Several legislators noted that they have been unable to pass significant fiscal reform in the four special sessions since Governor John Bel Edwards took office in 2015, and they will not have the opportunity to address bigger structural changes in this special session because of procedural limitations.
“In my short five years here – and they’ve been pretty miserable – I’ve learned the Legislature won’t do anything it doesn’t have to do,” Rep. Barry Ivey, R-Baton Rouge, said. “In the last two years, we won’t even do that.”
He said he opposed the compromises approved on Sunday because “once we kick the can on revenue, there is no need for structural reform.”
House Democrats have consistently argued the extension of the sales tax disproportionately affects poor people, and lobbied for the limits on the itemized deductions as a means for spreading the burden to wealthier Louisianans.

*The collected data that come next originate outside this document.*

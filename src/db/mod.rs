mod schema;

use anyhow::{Context, Result};
use rusqlite::types::Type;
use rusqlite::{params, Connection, OptionalExtension};
use rust_decimal::Decimal;
use std::collections::BTreeSet;
use std::path::Path;
use std::str::FromStr;
use tracing::{debug, info, warn};

use crate::error::EntryError;
use crate::insights::Snapshot;
use crate::models::*;

pub(crate) struct Database {
    conn: Connection,
}

/// Narrowing options for the history listing.
#[derive(Debug, Clone, Default)]
pub(crate) struct TransactionFilter {
    pub(crate) direction: Option<Direction>,
    pub(crate) search: Option<String>,
    pub(crate) limit: Option<u32>,
}

/// A history row: the transaction and its rating, if it has one.
#[derive(Debug, Clone, PartialEq)]
pub(crate) struct HistoryEntry {
    pub(crate) transaction: Transaction,
    pub(crate) rating: Option<SatisfactionRating>,
}

impl HistoryEntry {
    pub(crate) fn level(&self) -> Option<u8> {
        self.rating.as_ref().map(|r| r.level)
    }
}

const TRANSACTION_COLUMNS: &str = "t.id, t.direction, t.description, t.amount, t.occurred_at";
const RATING_COLUMNS: &str = "r.id, r.transaction_id, r.level, r.comment";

Republican representatives in favor of Leger’s measure to limit the deductions were Hammond’s Julie Stokes, Lake Charles’s Stephen Dwight, Oil City’s Jim Morris and Hammond’s Chris Broadwater.

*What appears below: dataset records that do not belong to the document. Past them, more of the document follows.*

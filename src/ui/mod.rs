pub(crate) mod app;
pub(crate) mod commands;
pub(crate) mod render;
pub(crate) mod screens;
pub(crate) mod theme;
pub(crate) mod util;

#[cfg(test)]
#[path = "util_tests.rs"]
mod util_tests;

Seabaugh argued that the bills “seems like an attempt by the state to take back more of the savings coming from the federal tax change.”
Leger retorted that the federal tax cut is not permanent, and noted that the Legislature, including Seabaugh, had voted down several options to divorce state and federal tax policy in previous sessions.

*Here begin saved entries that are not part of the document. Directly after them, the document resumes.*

use anyhow::{Context, Result};
use std::fs::OpenOptions;
use std::path::PathBuf;
use std::sync::Mutex;
use tracing_subscriber::{fmt, layer::SubscriberExt, util::SubscriberInitExt, EnvFilter};

/// Where log lines go. The TUI owns the terminal, so it logs to a file.
#[derive(Debug, Clone)]
pub(crate) enum LogTarget {
    Stderr,
    File(PathBuf),
}

/// `WORTHIT_LOG` wins over `RUST_LOG`, which wins over `default_directive`.
pub(crate) fn build_filter(directive: Option<&str>, default_directive: &str) -> Result<EnvFilter> {
    if let Some(d) = directive {
        return EnvFilter::try_new(d).with_context(|| format!("Invalid log filter: {d}"));
    }
    Ok(EnvFilter::try_from_default_env().unwrap_or_else(|_| EnvFilter::new(default_directive)))
}

pub(crate) fn init(directive: Option<&str>, target: LogTarget) -> Result<()> {
    match target {
        LogTarget::Stderr => {
            // one-shot commands print their own output; keep stderr quiet by default
            let filter = build_filter(directive, "warn")?;
            tracing_subscriber::registry()
                .with(filter)
                .with(
                    fmt::layer()
                        .with_writer(std::io::stderr)
                        .with_target(false)
                        .compact(),
                )
                .try_init()
                .context("Failed to initialise logging")?;
        }
        LogTarget::File(path) => {
            let filter = build_filter(directive, "info")?;
            let file = OpenOptions::new()
                .create(true)
                .append(true)
                .open(&path)
                .with_context(|| format!("Failed to open log file: {}", path.display()))?;
            tracing_subscriber::registry()
                .with(filter)
                .with(
                    fmt::layer()
                        .with_writer(Mutex::new(file))
                        .with_ansi(false)
                        .with_target(false),
                )
                .try_init()
                .context("Failed to initialise logging")?;
        }
    }
    Ok(())
}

Another Seabaugh amendment married both bills to the passage of six other Republican-backed bills, including bills that would cap government spending, establish the “Louisiana Checkbook” government transparency website and make changes in Medicaid.
One of the Medicaid bills, sponsored by Rep. Frank Hoffmann, R-West Monroe, would have instituted work requirements for Medicaid recipients in Louisiana. But amendments in the House Health and Welfare Committee on Sunday stripped the bill of its teeth to the point where finding a job is more of a suggestion.
Democrats opposed the bill out of concern that Medicaid recipients could lose health coverage if they lost their jobs. The committee then approved an amendment by Rep. Marcus Hunter, D-Monroe, guaranteeing that no Louisiana Medicaid recipients will lose coverage because of the bill.
Setting up a system to ensure that Medicaid recipients were working also would have cost about $80 million.
The House Ways and Means Committee also moved legislation Sunday that would lower rebate rates for the Competitive Projects Payroll Incentive Program, and another bill that makes permanent the elimination of certain corporate income tax deductions.
Combined, those two measures would save the state an additional $30 million, bringing the total for the bills passed today to about $409 million.
The state also will collect an extra $302 million in tax thanks to the federal tax cuts. Those cuts also will reduce the value of the federal-tax deductions on Louisiana residents’ returns, thus increasing their state tax bills.
Tryfon Boukouvidis and Sarah Gamard contributed to this report.